■ EXERCISE PROMPT ■
Below are the entries; return exactly the line with "flex::break_lines(&items, Some(available), style.gap.main);" and every later line, without anything else.

* * * * * * * * *

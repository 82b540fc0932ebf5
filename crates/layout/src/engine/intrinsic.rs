//! Pass 1: bottom-up content sizing.
//!
//! Only absolute information is used here. Percentages (sizes, bounds and
//! edges) are deferred to the resolution pass and count as unset.

use super::flex::{self, FlexItem};
use crate::diagnostics::{LayoutObserver, Pass};
use crate::measure::Measure;
use crate::traverse;
use crate::tree::{LayoutTree, NodeId};
use crate::units::{clamp_size, fixed_edges};
use trellis_style::{Dimension, FlexBasis, FlexWrap};
use trellis_types::{Axis, Size};

/// Computes the provisional border-box size of every node under `root`.
///
/// The returned table is indexed by [`NodeId::index`]; nodes outside the
/// subtree keep a zero size.
pub(super) fn intrinsic_sizes(
    tree: &LayoutTree,
    root: NodeId,
    measure: &dyn Measure,
    observer: &dyn LayoutObserver,
) -> Vec<Size> {
    let mut sizes = vec![Size::zero(); tree.len()];

    observer.pass_started(Pass::Intrinsic);
    for id in traverse::post_order(tree, root) {
        observer.node_visited(Pass::Intrinsic, id, &tree[id]);
        let size = Size::new(
            axis_size(tree, id, Axis::Horizontal, &sizes, measure),
            axis_size(tree, id, Axis::Vertical, &sizes, measure),
        );
        sizes[id.index()] = size;
    }
    observer.pass_finished(Pass::Intrinsic);

    sizes
}

fn axis_size(
    tree: &LayoutTree,
    id: NodeId,
    axis: Axis,
    sizes: &[Size],
    measure: &dyn Measure,
) -> f32 {
    let node = &tree[id];
    let style = node.style();
    let constraint = style.size(axis);

    let size = match constraint.value.fixed() {
        Some(fixed) => fixed,
        None => {
            let edges = fixed_edges(&style.padding).along(axis)
                + fixed_edges(&style.border_width).along(axis);
            let content = if node.is_leaf() {
                measure.measure_intrinsic(node, axis)
            } else {
                children_extent(tree, id, axis, sizes)
            };
            content.max(0.0) + edges
        }
    };

    clamp_size(size, constraint.min.fixed(), constraint.max.fixed())
}

/// Sum of outer sizes along the main axis plus gaps, or the largest outer
/// size along the cross axis. A wrapping container with a fixed main size
/// stacks its lines instead: each line is as tall as its largest item.
fn children_extent(tree: &LayoutTree, id: NodeId, axis: Axis, sizes: &[Size]) -> f32 {
    let style = tree[id].style();
    let main = style.flex.direction.main_axis();
    let children = tree[id].children();

    if axis == main {
        let gaps = style.gap.main * children.len().saturating_sub(1) as f32;
        return children
            .iter()
            .map(|&child| outer_size(tree, child, axis, main, sizes))
            .sum::<f32>()
            + gaps;
    }

    let Some(available) = wrap_width(tree, id, main) else {
        return children
            .iter()
            .map(|&child| outer_size(tree, child, axis, main, sizes))
            .fold(0.0, f32::max);
    };

    let items: Vec<_> = children
        .iter()
        .map(|&child| {
            let mut item = FlexItem::new(child);
            item.hypothetical = outer_size(tree, child, main, main, sizes);
            item.intrinsic_cross = outer_size(tree, child, axis, main, sizes);
            item
        })
        .collect();
    let lines = flex::break_lines(&items, Some(available), style.gap.main);
    let gaps = style.gap.cross * lines.len().saturating_sub(1) as f32;
    lines
        .into_iter()
        .map(|line| {
            items[line]
                .iter()
                .map(|item| item.intrinsic_cross)
                .fold(0.0, f32::max)
        })
        .sum::<f32>()
        + gaps
}

/// Content-box main size of a wrapping container whose main size is fixed.
fn wrap_width(tree: &LayoutTree, id: NodeId, main: Axis) -> Option<f32> {
    let style = tree[id].style();
    if style.flex.wrap == FlexWrap::NoWrap {
        return None;
    }
    let constraint = style.size(main);
    let size = clamp_size(
        constraint.value.fixed()?,
        constraint.min.fixed(),
        constraint.max.fixed(),
    );
    let edges =
        fixed_edges(&style.padding).along(main) + fixed_edges(&style.border_width).along(main);
    Some((size - edges).max(0.0))
}

/// A child's provisional size along `axis` plus its fixed margins.
fn outer_size(tree: &LayoutTree, child: NodeId, axis: Axis, main: Axis, sizes: &[Size]) -> f32 {
    let child_style = tree[child].style();
    let margin = fixed_edges(&child_style.margin).along(axis);
    let mut size = sizes[child.index()].get(axis);
    if axis == main {
        // A fixed basis stands in for the child's own main size.
        if let FlexBasis::Length(Dimension::Fixed(basis)) = child_style.flex.basis {
            let bounds = child_style.size(axis);
            size = clamp_size(basis, bounds.min.fixed(), bounds.max.fixed());
        }
    }
    size + margin
}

* * * * * * * * *

■ OUTPUT FOR THIS TASK ■
    let lines = flex::break_lines(&items, Some(available), style.gap.main);
    let gaps = style.gap.cross * lines.len().saturating_sub(1) as f32;
    lines
        .into_iter()
        .map(|line| {
            items[line]
                .iter()
                .map(|item| item.intrinsic_cross)
                .fold(0.0, f32::max)
        })
        .sum::<f32>()
        + gaps
}

/// Content-box main size of a wrapping container whose main size is fixed.
fn wrap_width(tree: &LayoutTree, id: NodeId, main: Axis) -> Option<f32> {
    let style = tree[id].style();
    if style.flex.wrap == FlexWrap::NoWrap {
        return None;
    }
    let constraint = style.size(main);
    let size = clamp_size(
        constraint.value.fixed()?,
        constraint.min.fixed(),
        constraint.max.fixed(),
    );
    let edges =
        fixed_edges(&style.padding).along(main) + fixed_edges(&style.border_width).along(main);
    Some((size - edges).max(0.0))
}

/// A child's provisional size along `axis` plus its fixed margins.
fn outer_size(tree: &LayoutTree, child: NodeId, axis: Axis, main: Axis, sizes: &[Size]) -> f32 {
    let child_style = tree[child].style();
    let margin = fixed_edges(&child_style.margin).along(axis);
    let mut size = sizes[child.index()].get(axis);
    if axis == main {
        // A fixed basis stands in for the child's own main size.
        if let FlexBasis::Length(Dimension::Fixed(basis)) = child_style.flex.basis {
            let bounds = child_style.size(axis);
            size = clamp_size(basis, bounds.min.fixed(), bounds.max.fixed());
        }
    }
    size + margin
}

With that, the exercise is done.